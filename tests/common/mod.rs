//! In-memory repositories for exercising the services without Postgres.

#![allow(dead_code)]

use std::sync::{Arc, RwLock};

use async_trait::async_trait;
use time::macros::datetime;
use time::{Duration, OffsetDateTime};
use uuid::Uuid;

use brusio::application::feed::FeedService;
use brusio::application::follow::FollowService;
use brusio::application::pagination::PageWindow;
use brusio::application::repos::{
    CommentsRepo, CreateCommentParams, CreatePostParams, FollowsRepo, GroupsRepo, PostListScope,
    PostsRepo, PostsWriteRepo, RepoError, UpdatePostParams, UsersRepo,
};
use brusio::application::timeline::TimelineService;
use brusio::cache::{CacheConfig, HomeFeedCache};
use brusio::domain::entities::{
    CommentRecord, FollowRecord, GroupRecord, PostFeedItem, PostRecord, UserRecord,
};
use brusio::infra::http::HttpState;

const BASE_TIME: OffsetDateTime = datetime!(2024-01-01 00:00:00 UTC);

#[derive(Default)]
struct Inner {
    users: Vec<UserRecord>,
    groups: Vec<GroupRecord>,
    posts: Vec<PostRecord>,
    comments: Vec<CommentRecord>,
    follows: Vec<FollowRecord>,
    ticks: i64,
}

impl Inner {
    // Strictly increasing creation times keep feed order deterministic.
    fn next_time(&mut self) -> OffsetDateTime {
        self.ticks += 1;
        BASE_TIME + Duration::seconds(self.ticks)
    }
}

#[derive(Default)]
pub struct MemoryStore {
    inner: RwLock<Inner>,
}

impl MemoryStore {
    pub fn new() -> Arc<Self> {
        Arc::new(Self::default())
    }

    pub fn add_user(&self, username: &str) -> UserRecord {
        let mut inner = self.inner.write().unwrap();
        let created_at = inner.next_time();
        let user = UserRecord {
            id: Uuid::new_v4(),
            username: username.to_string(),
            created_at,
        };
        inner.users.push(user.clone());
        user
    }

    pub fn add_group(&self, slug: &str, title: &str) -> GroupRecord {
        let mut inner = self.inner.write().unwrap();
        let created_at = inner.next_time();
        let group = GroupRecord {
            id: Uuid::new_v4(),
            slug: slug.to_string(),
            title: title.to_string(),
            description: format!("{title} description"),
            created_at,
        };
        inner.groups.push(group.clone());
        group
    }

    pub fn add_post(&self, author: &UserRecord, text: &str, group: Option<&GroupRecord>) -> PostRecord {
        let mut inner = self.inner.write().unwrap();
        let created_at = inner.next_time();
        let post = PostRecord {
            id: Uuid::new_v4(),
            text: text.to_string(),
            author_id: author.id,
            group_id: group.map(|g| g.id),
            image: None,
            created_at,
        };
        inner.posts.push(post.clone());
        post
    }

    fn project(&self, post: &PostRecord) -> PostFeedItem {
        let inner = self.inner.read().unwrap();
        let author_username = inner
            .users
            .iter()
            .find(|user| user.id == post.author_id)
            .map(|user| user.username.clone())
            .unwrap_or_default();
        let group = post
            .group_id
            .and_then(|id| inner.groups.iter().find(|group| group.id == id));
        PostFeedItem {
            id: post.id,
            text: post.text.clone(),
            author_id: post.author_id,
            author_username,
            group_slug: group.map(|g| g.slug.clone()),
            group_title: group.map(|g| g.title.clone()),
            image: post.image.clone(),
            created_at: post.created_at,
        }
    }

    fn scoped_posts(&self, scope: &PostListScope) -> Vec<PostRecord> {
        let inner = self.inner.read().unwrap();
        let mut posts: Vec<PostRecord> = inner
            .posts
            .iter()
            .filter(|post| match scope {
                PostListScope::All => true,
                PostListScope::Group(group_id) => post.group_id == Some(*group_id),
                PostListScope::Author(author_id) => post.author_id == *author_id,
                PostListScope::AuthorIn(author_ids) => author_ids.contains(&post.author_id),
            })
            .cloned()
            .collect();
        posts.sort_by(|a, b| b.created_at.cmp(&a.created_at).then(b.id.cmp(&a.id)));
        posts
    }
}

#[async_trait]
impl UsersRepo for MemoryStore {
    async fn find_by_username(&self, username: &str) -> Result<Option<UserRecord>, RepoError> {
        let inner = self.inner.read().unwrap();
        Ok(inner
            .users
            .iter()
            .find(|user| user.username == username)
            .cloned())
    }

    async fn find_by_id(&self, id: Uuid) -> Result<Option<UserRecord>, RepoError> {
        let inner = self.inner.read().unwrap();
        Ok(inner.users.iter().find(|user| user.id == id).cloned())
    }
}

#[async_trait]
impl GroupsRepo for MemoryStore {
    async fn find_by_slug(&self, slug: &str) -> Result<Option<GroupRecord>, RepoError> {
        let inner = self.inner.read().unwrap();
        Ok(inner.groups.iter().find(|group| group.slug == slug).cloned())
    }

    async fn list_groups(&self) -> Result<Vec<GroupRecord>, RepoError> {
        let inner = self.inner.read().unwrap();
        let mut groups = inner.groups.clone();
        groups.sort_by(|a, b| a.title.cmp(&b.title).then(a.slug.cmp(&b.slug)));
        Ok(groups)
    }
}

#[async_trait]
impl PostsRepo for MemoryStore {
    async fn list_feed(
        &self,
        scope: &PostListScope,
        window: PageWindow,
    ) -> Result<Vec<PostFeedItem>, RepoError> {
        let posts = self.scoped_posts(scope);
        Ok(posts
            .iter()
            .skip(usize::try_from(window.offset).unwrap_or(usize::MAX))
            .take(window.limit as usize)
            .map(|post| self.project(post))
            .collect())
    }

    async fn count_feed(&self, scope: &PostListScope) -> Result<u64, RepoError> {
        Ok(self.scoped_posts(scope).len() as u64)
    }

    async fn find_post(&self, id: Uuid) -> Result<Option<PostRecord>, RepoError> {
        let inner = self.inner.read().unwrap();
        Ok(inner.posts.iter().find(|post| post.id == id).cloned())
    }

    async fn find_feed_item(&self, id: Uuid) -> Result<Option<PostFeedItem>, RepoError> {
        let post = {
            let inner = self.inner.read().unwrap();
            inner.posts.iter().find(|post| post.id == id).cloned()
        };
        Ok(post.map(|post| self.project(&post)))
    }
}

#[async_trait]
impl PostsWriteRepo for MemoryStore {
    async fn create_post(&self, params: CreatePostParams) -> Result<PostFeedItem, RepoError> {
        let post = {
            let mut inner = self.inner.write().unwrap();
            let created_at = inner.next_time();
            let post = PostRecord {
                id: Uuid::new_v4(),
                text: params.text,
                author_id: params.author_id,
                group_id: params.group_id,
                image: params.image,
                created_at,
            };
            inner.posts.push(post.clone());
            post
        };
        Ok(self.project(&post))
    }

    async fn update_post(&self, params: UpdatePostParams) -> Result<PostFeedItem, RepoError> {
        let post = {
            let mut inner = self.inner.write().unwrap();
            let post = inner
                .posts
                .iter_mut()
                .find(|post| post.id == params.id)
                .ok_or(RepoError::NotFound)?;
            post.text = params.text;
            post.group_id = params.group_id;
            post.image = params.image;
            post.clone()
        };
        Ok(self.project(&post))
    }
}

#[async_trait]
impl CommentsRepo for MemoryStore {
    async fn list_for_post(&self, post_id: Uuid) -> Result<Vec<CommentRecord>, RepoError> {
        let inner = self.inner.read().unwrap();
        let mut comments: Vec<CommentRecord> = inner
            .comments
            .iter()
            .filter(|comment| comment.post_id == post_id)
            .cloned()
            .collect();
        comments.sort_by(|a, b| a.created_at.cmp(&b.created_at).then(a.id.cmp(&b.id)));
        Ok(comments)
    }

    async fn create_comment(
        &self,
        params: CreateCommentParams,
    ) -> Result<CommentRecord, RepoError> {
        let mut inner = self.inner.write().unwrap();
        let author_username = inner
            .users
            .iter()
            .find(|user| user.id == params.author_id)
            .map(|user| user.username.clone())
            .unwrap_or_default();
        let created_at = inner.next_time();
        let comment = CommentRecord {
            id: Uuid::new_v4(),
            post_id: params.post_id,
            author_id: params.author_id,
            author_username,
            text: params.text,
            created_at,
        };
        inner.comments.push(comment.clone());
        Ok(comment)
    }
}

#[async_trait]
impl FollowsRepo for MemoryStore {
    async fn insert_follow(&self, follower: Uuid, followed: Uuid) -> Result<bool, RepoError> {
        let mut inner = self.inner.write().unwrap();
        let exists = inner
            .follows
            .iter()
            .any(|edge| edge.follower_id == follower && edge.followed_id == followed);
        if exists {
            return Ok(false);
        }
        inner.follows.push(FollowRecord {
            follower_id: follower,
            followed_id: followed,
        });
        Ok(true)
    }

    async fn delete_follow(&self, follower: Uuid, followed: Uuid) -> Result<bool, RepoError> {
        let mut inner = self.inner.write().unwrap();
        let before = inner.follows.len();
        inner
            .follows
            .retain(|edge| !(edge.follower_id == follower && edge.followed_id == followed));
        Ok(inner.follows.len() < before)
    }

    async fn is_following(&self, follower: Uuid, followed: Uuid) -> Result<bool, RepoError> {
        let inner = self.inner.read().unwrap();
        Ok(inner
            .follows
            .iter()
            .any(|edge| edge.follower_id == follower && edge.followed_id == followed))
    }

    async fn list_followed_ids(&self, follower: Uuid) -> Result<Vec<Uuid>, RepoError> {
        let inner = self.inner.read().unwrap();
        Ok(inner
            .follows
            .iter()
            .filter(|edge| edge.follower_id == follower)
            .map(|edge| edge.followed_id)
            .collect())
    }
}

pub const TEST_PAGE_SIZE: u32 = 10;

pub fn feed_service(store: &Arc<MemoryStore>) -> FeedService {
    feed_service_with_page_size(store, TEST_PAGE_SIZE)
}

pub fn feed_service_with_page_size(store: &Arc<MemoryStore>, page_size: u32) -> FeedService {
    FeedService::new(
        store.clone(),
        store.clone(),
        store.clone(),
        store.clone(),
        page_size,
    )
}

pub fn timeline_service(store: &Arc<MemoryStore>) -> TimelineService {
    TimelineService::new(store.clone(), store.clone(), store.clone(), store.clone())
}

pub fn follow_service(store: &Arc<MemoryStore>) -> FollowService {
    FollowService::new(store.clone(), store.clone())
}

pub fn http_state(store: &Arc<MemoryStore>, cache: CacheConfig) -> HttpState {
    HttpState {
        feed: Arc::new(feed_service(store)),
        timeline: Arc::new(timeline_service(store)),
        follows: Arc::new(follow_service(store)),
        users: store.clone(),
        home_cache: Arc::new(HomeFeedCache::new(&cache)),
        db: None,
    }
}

★ ★ ★ ★ ★ ★ ★

- _Exercise goal_: Only lines holding "HomeFeedCache" are wanted; copy all of them from the listing.

- _Response area_:
use brusio::cache::{CacheConfig, HomeFeedCache};
        home_cache: Arc::new(HomeFeedCache::new(&cache)),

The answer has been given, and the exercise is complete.